**EXERCISE OBJECTIVE**: Draw out every line with the word "filename" from the listing below.

**DATA PROVIDED**:

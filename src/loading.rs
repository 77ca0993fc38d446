//! Load-once, read-only access to the shipped pipeline.
//!
//! An [`ArtifactHandle`] reads its artifact on first use and hands out
//! shared references for the rest of its lifetime. Concurrent first callers
//! serialize on an internal mutex, so the file is decoded at most once.
//! Nothing is mutated after load, so readers need no further coordination.

use crate::error::{PipelineError, Result};
use crate::pipeline::FittedPipeline;
use std::path::{Path, PathBuf};
use std::sync::{Mutex, OnceLock};

/// Lazily loaded, immutable pipeline.
///
/// ```no_run
/// use obesity_pipeline::loading::ArtifactHandle;
///
/// let handle = ArtifactHandle::new("obesity_pipeline.obp");
/// // Fails with MissingArtifact before any request is served.
/// let pipeline = handle.get().unwrap();
/// assert!(handle.is_loaded());
/// # let _ = pipeline;
/// ```
#[derive(Debug)]
pub struct ArtifactHandle {
    path: PathBuf,
    pipeline: OnceLock<FittedPipeline>,
    init: Mutex<()>,
}

impl ArtifactHandle {
    /// Handle for the artifact at `path`; nothing is read yet.
    pub fn new<P: AsRef<Path>>(path: P) -> Self {
        Self {
            path: path.as_ref().to_path_buf(),
            pipeline: OnceLock::new(),
            init: Mutex::new(()),
        }
    }

    /// Handle around an already fitted pipeline.
    #[must_use]
    pub fn from_pipeline(pipeline: FittedPipeline) -> Self {
        Self {
            path: PathBuf::new(),
            pipeline: OnceLock::from(pipeline),
            init: Mutex::new(()),
        }
    }

    /// Artifact location.
    #[must_use]
    pub fn path(&self) -> &Path {
        &self.path
    }

    /// Returns true once the pipeline is in memory.
    #[must_use]
    pub fn is_loaded(&self) -> bool {
        self.pipeline.get().is_some()
    }

    /// The loaded pipeline, reading the artifact on first call.
    ///
    /// A failed load leaves the handle empty; callers are expected to stop
    /// rather than retry.
    ///
    /// # Errors
    ///
    /// Returns [`PipelineError::MissingArtifact`] if the artifact cannot be
    /// read or decoded.
    pub fn get(&self) -> Result<&FittedPipeline> {
        if let Some(pipeline) = self.pipeline.get() {
            return Ok(pipeline);
        }
        let _guard = self
            .init
            .lock()
            .map_err(|_| PipelineError::Other("artifact loader lock poisoned".into()))?;
        if let Some(pipeline) = self.pipeline.get() {
            return Ok(pipeline);
        }
        let pipeline = FittedPipeline::load(&self.path)?;
        Ok(self.pipeline.get_or_init(|| pipeline))
    }
}

#[cfg(test)]
mod tests {
    use super::*;
    use crate::data::synthetic::bmi_labelled;
    use crate::pipeline::PipelineSpec;

    fn fitted() -> FittedPipeline {
        let spec = PipelineSpec {
            n_estimators: 5,
            ..PipelineSpec::default()
        };
        FittedPipeline::fit(&bmi_labelled(70, 3), &spec).unwrap()
    }

    #[test]
    fn test_missing_artifact_fails_and_stays_empty() {
        let dir = tempfile::tempdir().unwrap();
        let handle = ArtifactHandle::new(dir.path().join("absent.obp"));
        assert!(matches!(
            handle.get(),
            Err(PipelineError::MissingArtifact { .. })
        ));
        assert!(!handle.is_loaded());
    }

    #[test]
    fn test_concurrent_first_use_loads_once() {
        let dir = tempfile::tempdir().unwrap();
        let path = dir.path().join("model.obp");
        let pipeline = fitted();
        pipeline.save(&path).unwrap();

        let handle = ArtifactHandle::new(&path);
        let addresses: Vec<usize> = std::thread::scope(|s| {
            let workers: Vec<_> = (0..4)
                .map(|_| s.spawn(|| handle.get().unwrap() as *const FittedPipeline as usize))
                .collect();
            workers.into_iter().map(|w| w.join().unwrap()).collect()
        });
        assert!(addresses.windows(2).all(|w| w[0] == w[1]));
        assert_eq!(handle.get().unwrap(), &pipeline);
    }

    #[test]
    fn test_from_pipeline_is_loaded() {
        let pipeline = fitted();
        let handle = ArtifactHandle::from_pipeline(pipeline.clone());
        assert!(handle.is_loaded());
        assert_eq!(handle.get().unwrap(), &pipeline);
    }
}
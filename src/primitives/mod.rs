//! Core compute primitives.
//!
//! Encoded feature batches are dense row-major [`Matrix<f32>`] values; the
//! confusion matrix reuses the same container as `Matrix<usize>`.

mod matrix;

pub use matrix::Matrix;
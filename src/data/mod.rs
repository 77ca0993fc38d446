//! Input data model: schema, categorical domains, records, and the
//! labelled training table.
//!
//! Raw text from CSV files, JSON requests, or CLI flags is normalized here
//! into canonical attribute names and tokens. Nothing downstream sees
//! dataset spellings.

pub mod category;
pub mod dataset;
pub mod record;
pub mod schema;
pub mod synthetic;

pub use category::{CategoricalValue, Frequency, Gender, ObesityCategory, Transport, YesNo};
pub use dataset::LabeledDataset;
pub use record::{FeatureRow, FeatureValue, PatientRecord};
//! Name-keyed encoding of patient rows into fixed-width feature vectors.

use super::StandardScaler;
use crate::data::record::FeatureRow;
use crate::data::schema::{CATEGORICAL_FEATURES, NUMERIC_FEATURES};
use crate::error::{PipelineError, Result};
use crate::primitives::Matrix;
use crate::traits::Transformer;
use serde::{Deserialize, Serialize};
use std::collections::BTreeSet;

/// What the encoder had to absorb for one row.
///
/// None of these are errors: missing numerics are imputed with the training
/// mean and unknown or missing categories produce an all-zero block.
#[derive(Debug, Clone, Default, PartialEq, Eq, Serialize, Deserialize)]
pub struct EncodingNotes {
    /// Numeric attributes that were absent or unparsable.
    pub missing_numeric: Vec<String>,
    /// Categorical attributes that were absent.
    pub missing_categories: Vec<String>,
    /// `(attribute, value)` pairs outside the training vocabulary.
    pub unknown_categories: Vec<(String, String)>,
}

impl EncodingNotes {
    /// Returns true if every attribute was present and known.
    #[must_use]
    pub fn is_clean(&self) -> bool {
        self.missing_numeric.is_empty()
            && self.missing_categories.is_empty()
            && self.unknown_categories.is_empty()
    }

    /// Emits one warning per absorbed attribute.
    pub fn log_warnings(&self) {
        for name in &self.missing_numeric {
            log::warn!("numeric field '{name}' missing or malformed; imputed with training mean");
        }
        for name in &self.missing_categories {
            log::warn!("categorical field '{name}' missing; encoded as all-zero block");
        }
        for (name, value) in &self.unknown_categories {
            log::warn!("unknown category {value:?} for '{name}'; encoded as all-zero block");
        }
    }
}

/// Observed vocabulary of one categorical attribute.
#[derive(Debug, Clone, PartialEq, Eq, Serialize, Deserialize)]
struct CategoryBlock {
    name: String,
    /// Sorted; the position is the column offset within the block.
    vocabulary: Vec<String>,
}

/// One-hot encoder with an explicit vocabulary table.
///
/// Each attribute maps to the sorted set of values seen during `fit`; a value
/// outside that set encodes as an all-zero block and never adds a column.
///
/// ```
/// use obesity_pipeline::data::FeatureRow;
/// use obesity_pipeline::preprocessing::OneHotEncoder;
///
/// let rows = vec![
///     FeatureRow::from_pairs([("transport", "Walking")]),
///     FeatureRow::from_pairs([("transport", "Automobile")]),
/// ];
/// let mut encoder = OneHotEncoder::new(&["transport"]);
/// encoder.fit(&rows).unwrap();
/// assert_eq!(encoder.n_columns(), 2);
///
/// let mut out = Vec::new();
/// let unknown = FeatureRow::from_pairs([("transport", "Hoverboard")]);
/// encoder.encode_into(&unknown, &mut out, &mut Default::default());
/// assert_eq!(out, vec![0.0, 0.0]);
/// ```
#[derive(Debug, Clone, PartialEq, Eq, Serialize, Deserialize)]
pub struct OneHotEncoder {
    blocks: Vec<CategoryBlock>,
    fitted: bool,
}

impl OneHotEncoder {
    /// Creates an unfitted encoder over the given attributes, in block order.
    #[must_use]
    pub fn new(attributes: &[&str]) -> Self {
        Self {
            blocks: attributes
                .iter()
                .map(|name| CategoryBlock {
                    name: (*name).to_string(),
                    vocabulary: Vec::new(),
                })
                .collect(),
            fitted: false,
        }
    }

    /// Learns each attribute's vocabulary from `rows`.
    ///
    /// # Errors
    ///
    /// Returns [`PipelineError::EmptyDataset`] if `rows` is empty.
    pub fn fit(&mut self, rows: &[FeatureRow]) -> Result<()> {
        if rows.is_empty() {
            return Err(PipelineError::EmptyDataset);
        }
        for block in &mut self.blocks {
            let observed: BTreeSet<&str> = rows
                .iter()
                .filter_map(|row| row.category(&block.name))
                .collect();
            if observed.is_empty() {
                log::warn!("categorical attribute '{}' never observed", block.name);
            }
            block.vocabulary = observed.into_iter().map(str::to_string).collect();
        }
        self.fitted = true;
        Ok(())
    }

    /// Returns true once `fit` has run.
    #[must_use]
    pub fn is_fitted(&self) -> bool {
        self.fitted
    }

    /// Total number of indicator columns.
    #[must_use]
    pub fn n_columns(&self) -> usize {
        self.blocks.iter().map(|b| b.vocabulary.len()).sum()
    }

    /// Attribute names, in block order.
    pub fn attributes(&self) -> impl Iterator<Item = &str> {
        self.blocks.iter().map(|b| b.name.as_str())
    }

    /// Sorted training vocabulary of `attribute`.
    #[must_use]
    pub fn vocabulary(&self, attribute: &str) -> Option<&[String]> {
        self.blocks
            .iter()
            .find(|b| b.name == attribute)
            .map(|b| b.vocabulary.as_slice())
    }

    /// Column names of the form `attribute=value`.
    #[must_use]
    pub fn column_names(&self) -> Vec<String> {
        self.blocks
            .iter()
            .flat_map(|b| b.vocabulary.iter().map(move |v| format!("{}={v}", b.name)))
            .collect()
    }

    /// Appends this row's indicator blocks to `out`, recording anything absorbed.
    pub fn encode_into(&self, row: &FeatureRow, out: &mut Vec<f32>, notes: &mut EncodingNotes) {
        for block in &self.blocks {
            let start = out.len();
            out.resize(start + block.vocabulary.len(), 0.0);
            match row.category(&block.name) {
                Some(value) => match block
                    .vocabulary
                    .binary_search_by(|v| v.as_str().cmp(value))
                {
                    Ok(pos) => out[start + pos] = 1.0,
                    Err(_) => notes
                        .unknown_categories
                        .push((block.name.clone(), value.to_string())),
                },
                None => notes.missing_categories.push(block.name.clone()),
            }
        }
    }
}

/// Full row encoder: standardized numeric block followed by one-hot blocks.
///
/// Columns are keyed by attribute name, so the order in which a row's
/// fields were supplied never affects the output vector.
///
/// ```
/// use obesity_pipeline::data::FeatureRow;
/// use obesity_pipeline::preprocessing::FeatureEncoder;
///
/// let rows = vec![
///     FeatureRow::from_pairs([("age", "20"), ("gender", "Male")]),
///     FeatureRow::from_pairs([("age", "30"), ("gender", "Female")]),
/// ];
/// let mut encoder = FeatureEncoder::with_columns(&["age"], &["gender"]);
/// encoder.fit(&rows).unwrap();
/// assert_eq!(encoder.dimension(), 3);
///
/// let (vector, notes) = encoder.encode(&rows[1]).unwrap();
/// assert!(notes.is_clean());
/// assert_eq!(vector, vec![1.0, 1.0, 0.0]);
/// ```
#[derive(Debug, Clone, PartialEq, Serialize, Deserialize)]
pub struct FeatureEncoder {
    numeric: Vec<String>,
    scaler: StandardScaler,
    categorical: OneHotEncoder,
}

impl Default for FeatureEncoder {
    fn default() -> Self {
        Self::new()
    }
}

impl FeatureEncoder {
    /// Encoder over the sixteen patient attributes.
    #[must_use]
    pub fn new() -> Self {
        Self::with_columns(&NUMERIC_FEATURES, &CATEGORICAL_FEATURES)
    }

    /// Encoder over an explicit column selection.
    #[must_use]
    pub fn with_columns(numeric: &[&str], categorical: &[&str]) -> Self {
        Self {
            numeric: numeric.iter().map(|s| (*s).to_string()).collect(),
            scaler: StandardScaler::new(),
            categorical: OneHotEncoder::new(categorical),
        }
    }

    /// Learns numeric statistics and categorical vocabularies.
    ///
    /// # Errors
    ///
    /// Returns [`PipelineError::EmptyDataset`] if `rows` is empty.
    pub fn fit(&mut self, rows: &[FeatureRow]) -> Result<()> {
        let raw = self.numeric_matrix(rows)?;
        self.scaler.fit(&raw)?;
        self.categorical.fit(rows)?;
        log::debug!(
            "encoder fitted: {} numeric + {} indicator columns",
            self.numeric.len(),
            self.categorical.n_columns()
        );
        Ok(())
    }

    /// Fits, then encodes the same rows.
    ///
    /// # Errors
    ///
    /// Propagates [`FeatureEncoder::fit`] errors.
    pub fn fit_transform(&mut self, rows: &[FeatureRow]) -> Result<Matrix<f32>> {
        self.fit(rows)?;
        self.transform(rows)
    }

    /// Returns true once `fit` has run.
    #[must_use]
    pub fn is_fitted(&self) -> bool {
        self.scaler.is_fitted() && self.categorical.is_fitted()
    }

    /// Width of every encoded vector.
    #[must_use]
    pub fn dimension(&self) -> usize {
        self.numeric.len() + self.categorical.n_columns()
    }

    /// Numeric attribute names, in column order.
    #[must_use]
    pub fn numeric_columns(&self) -> &[String] {
        &self.numeric
    }

    /// Fitted numeric scaler.
    #[must_use]
    pub fn scaler(&self) -> &StandardScaler {
        &self.scaler
    }

    /// Fitted categorical vocabulary table.
    #[must_use]
    pub fn categorical(&self) -> &OneHotEncoder {
        &self.categorical
    }

    /// Names of all encoded columns.
    #[must_use]
    pub fn column_names(&self) -> Vec<String> {
        let mut names = self.numeric.clone();
        names.extend(self.categorical.column_names());
        names
    }

    /// Encodes one row.
    ///
    /// # Errors
    ///
    /// Returns [`PipelineError::NotFitted`] before `fit`.
    pub fn encode(&self, row: &FeatureRow) -> Result<(Vec<f32>, EncodingNotes)> {
        if !self.is_fitted() {
            return Err(PipelineError::NotFitted("FeatureEncoder"));
        }
        let mut notes = EncodingNotes::default();
        let mut out = Vec::with_capacity(self.dimension());
        for name in &self.numeric {
            let value = row.number(name);
            if value.is_nan() {
                notes.missing_numeric.push(name.clone());
            }
            out.push(value);
        }
        self.scaler.transform_row(&mut out)?;
        self.categorical.encode_into(row, &mut out, &mut notes);
        Ok((out, notes))
    }

    /// Encodes a batch into a row-major matrix.
    ///
    /// Absorbed values are summarized in a single log line.
    ///
    /// # Errors
    ///
    /// Returns [`PipelineError::NotFitted`] before `fit`.
    pub fn transform(&self, rows: &[FeatureRow]) -> Result<Matrix<f32>> {
        let dim = self.dimension();
        let mut data = Vec::with_capacity(rows.len() * dim);
        let mut degraded = 0usize;
        for row in rows {
            let (vector, notes) = self.encode(row)?;
            if !notes.is_clean() {
                degraded += 1;
            }
            data.extend(vector);
        }
        if degraded > 0 {
            log::debug!("{degraded} of {} rows had missing or unknown values", rows.len());
        }
        Ok(Matrix::from_vec(rows.len(), dim, data)?)
    }

    fn numeric_matrix(&self, rows: &[FeatureRow]) -> Result<Matrix<f32>> {
        if rows.is_empty() {
            return Err(PipelineError::EmptyDataset);
        }
        let data: Vec<f32> = rows
            .iter()
            .flat_map(|row| self.numeric.iter().map(move |name| row.number(name)))
            .collect();
        Ok(Matrix::from_vec(rows.len(), self.numeric.len(), data)?)
    }
}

**REPLY TO THE TASK**:
filename src/loading.rs
filename src/primitives/mod.rs
filename src/data/mod.rs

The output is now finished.